Extracted records ▸

use crate::{ApiResponse, PaginatedResponse};
use axum::{http::StatusCode, Json};
use serde::{Deserialize, Serialize};
use utoipa::IntoParams;

/// Standard success response
pub fn success_response<T: Serialize>(data: T) -> Json<ApiResponse<T>> {
    Json(ApiResponse::success(data))
}

/// Standard created response
pub fn created_response<T: Serialize>(data: T) -> (StatusCode, Json<ApiResponse<T>>) {
    (StatusCode::CREATED, Json(ApiResponse::success(data)))
}

/// Standard no content response
pub fn no_content_response() -> StatusCode {
    StatusCode::NO_CONTENT
}

/// Pagination parameters for list operations
#[derive(Debug, Clone, Copy, Deserialize, Serialize, IntoParams)]
pub struct PaginationParams {
    /// Page number, starting at 1
    #[serde(default = "default_page")]
    pub page: u64,
    /// Items per page
    #[serde(default = "default_per_page")]
    pub per_page: u64,
}

fn default_page() -> u64 {
    1
}

fn default_per_page() -> u64 {
    20
}

impl Default for PaginationParams {
    fn default() -> Self {
        Self {
            page: default_page(),
            per_page: default_per_page(),
        }
    }
}

impl PaginationParams {
    /// Forces `page >= 1` and `1 <= per_page <= max_per_page`.
    pub fn clamped(self, max_per_page: u64) -> Self {
        Self {
            page: self.page.max(1),
            per_page: self.per_page.clamp(1, max_per_page.max(1)),
        }
    }

    pub fn into_response<T>(self, items: Vec<T>, total: u64) -> PaginatedResponse<T> {
        PaginatedResponse::new(items, total, self.page, self.per_page)
    }
}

What is being asked ▸
The answer must be the lines from the one containing "PaginatedResponse::new(items, total, self.page, self.per_page)" to the final line of the data above, copied exactly, both included, with nothing added.

Answer to the exercise ▸
        PaginatedResponse::new(items, total, self.page, self.per_page)
    }
}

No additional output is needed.